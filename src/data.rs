use std::fmt;

use anyhow::{Result, anyhow};
use chrono::{NaiveDate, NaiveDateTime};
use serde::{Deserialize, Serialize};

/// Shared null returned by out-of-range cell lookups.
pub static NULL_VALUE: Value = Value::Null;

/// A single cell from an exported sheet or a single field from a source row.
///
/// Both sides of a reconciliation are lifted into this type before any
/// normalization happens, so the rest of the engine never sees calamine or
/// rusqlite types.
#[derive(Debug, Clone, Serialize, Deserialize, PartialEq)]
pub enum Value {
    Null,
    String(String),
    Integer(i64),
    Float(f64),
    Boolean(bool),
    Date(NaiveDate),
    DateTime(NaiveDateTime),
}

impl Value {
    pub fn is_null(&self) -> bool {
        matches!(self, Value::Null)
    }

    /// Null, or a string that is empty after trimming.
    pub fn is_blank(&self) -> bool {
        match self {
            Value::Null => true,
            Value::String(s) => s.trim().is_empty(),
            _ => false,
        }
    }

    pub fn as_display(&self) -> String {
        match self {
            Value::Null => String::new(),
            Value::String(s) => s.clone(),
            Value::Integer(i) => i.to_string(),
            Value::Float(f) => {
                if f.fract() == 0.0 && f.abs() < 1e15 {
                    (*f as i64).to_string()
                } else {
                    f.to_string()
                }
            }
            Value::Boolean(b) => b.to_string(),
            Value::Date(d) => d.format("%Y-%m-%d").to_string(),
            Value::DateTime(dt) => dt.format("%Y-%m-%d %H:%M:%S").to_string(),
        }
    }

    /// Trimmed display text, or `None` for blank values.
    pub fn as_label(&self) -> Option<String> {
        if self.is_blank() {
            return None;
        }
        let text = self.as_display();
        let trimmed = text.trim();
        (!trimmed.is_empty()).then(|| trimmed.to_string())
    }
}

impl fmt::Display for Value {
    fn fmt(&self, f: &mut fmt::Formatter<'_>) -> fmt::Result {
        write!(f, "{}", self.as_display())
    }
}

impl From<&str> for Value {
    fn from(value: &str) -> Self {
        Value::String(value.to_string())
    }
}

impl From<String> for Value {
    fn from(value: String) -> Self {
        Value::String(value)
    }
}

impl From<i64> for Value {
    fn from(value: i64) -> Self {
        Value::Integer(value)
    }
}

impl From<f64> for Value {
    fn from(value: f64) -> Self {
        Value::Float(value)
    }
}

impl<T: Into<Value>> From<Option<T>> for Value {
    fn from(value: Option<T>) -> Self {
        value.map(Into::into).unwrap_or(Value::Null)
    }
}

pub fn parse_naive_date(value: &str) -> Result<NaiveDate> {
    const DATE_FORMATS: &[&str] = &["%Y-%m-%d", "%d/%m/%Y", "%m/%d/%Y", "%Y/%m/%d", "%d-%m-%Y"];
    for fmt in DATE_FORMATS {
        if let Ok(parsed) = NaiveDate::parse_from_str(value.trim(), fmt) {
            return Ok(parsed);
        }
    }
    Err(anyhow!("Failed to parse '{value}' as date"))
}

/// Lower-cases and drops everything but ASCII letters and digits.
///
/// Header and sheet-name matching is case- and whitespace-insensitive, so
/// `"Actual Sales"`, `"actual_sales"` and `"ActualSales"` all compact to
/// `"actualsales"`.
pub fn compact_name(name: &str) -> String {
    name.chars()
        .filter(|c| c.is_ascii_alphanumeric())
        .map(|c| c.to_ascii_lowercase())
        .collect()
}

/// Lower-cased, trimmed header text with internal whitespace runs collapsed.
pub fn header_text(name: &str) -> String {
    name.split_whitespace()
        .collect::<Vec<_>>()
        .join(" ")
        .to_lowercase()
}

### Task statement
Would you please repeat exactly the lines above, starting at the line with "pub static NULL_VALUE: Value = Value::Null;" and stopping at the line with "impl fmt::Display for", both included?

### Response for this exercise
pub static NULL_VALUE: Value = Value::Null;

/// A single cell from an exported sheet or a single field from a source row.
///
/// Both sides of a reconciliation are lifted into this type before any
/// normalization happens, so the rest of the engine never sees calamine or
/// rusqlite types.
#[derive(Debug, Clone, Serialize, Deserialize, PartialEq)]
pub enum Value {
    Null,
    String(String),
    Integer(i64),
    Float(f64),
    Boolean(bool),
    Date(NaiveDate),
    DateTime(NaiveDateTime),
}

impl Value {
    pub fn is_null(&self) -> bool {
        matches!(self, Value::Null)
    }

    /// Null, or a string that is empty after trimming.
    pub fn is_blank(&self) -> bool {
        match self {
            Value::Null => true,
            Value::String(s) => s.trim().is_empty(),
            _ => false,
        }
    }

    pub fn as_display(&self) -> String {
        match self {
            Value::Null => String::new(),
            Value::String(s) => s.clone(),
            Value::Integer(i) => i.to_string(),
            Value::Float(f) => {
                if f.fract() == 0.0 && f.abs() < 1e15 {
                    (*f as i64).to_string()
                } else {
                    f.to_string()
                }
            }
            Value::Boolean(b) => b.to_string(),
            Value::Date(d) => d.format("%Y-%m-%d").to_string(),
            Value::DateTime(dt) => dt.format("%Y-%m-%d %H:%M:%S").to_string(),
        }
    }

    /// Trimmed display text, or `None` for blank values.
    pub fn as_label(&self) -> Option<String> {
        if self.is_blank() {
            return None;
        }
        let text = self.as_display();
        let trimmed = text.trim();
        (!trimmed.is_empty()).then(|| trimmed.to_string())
    }
}

impl fmt::Display for Value {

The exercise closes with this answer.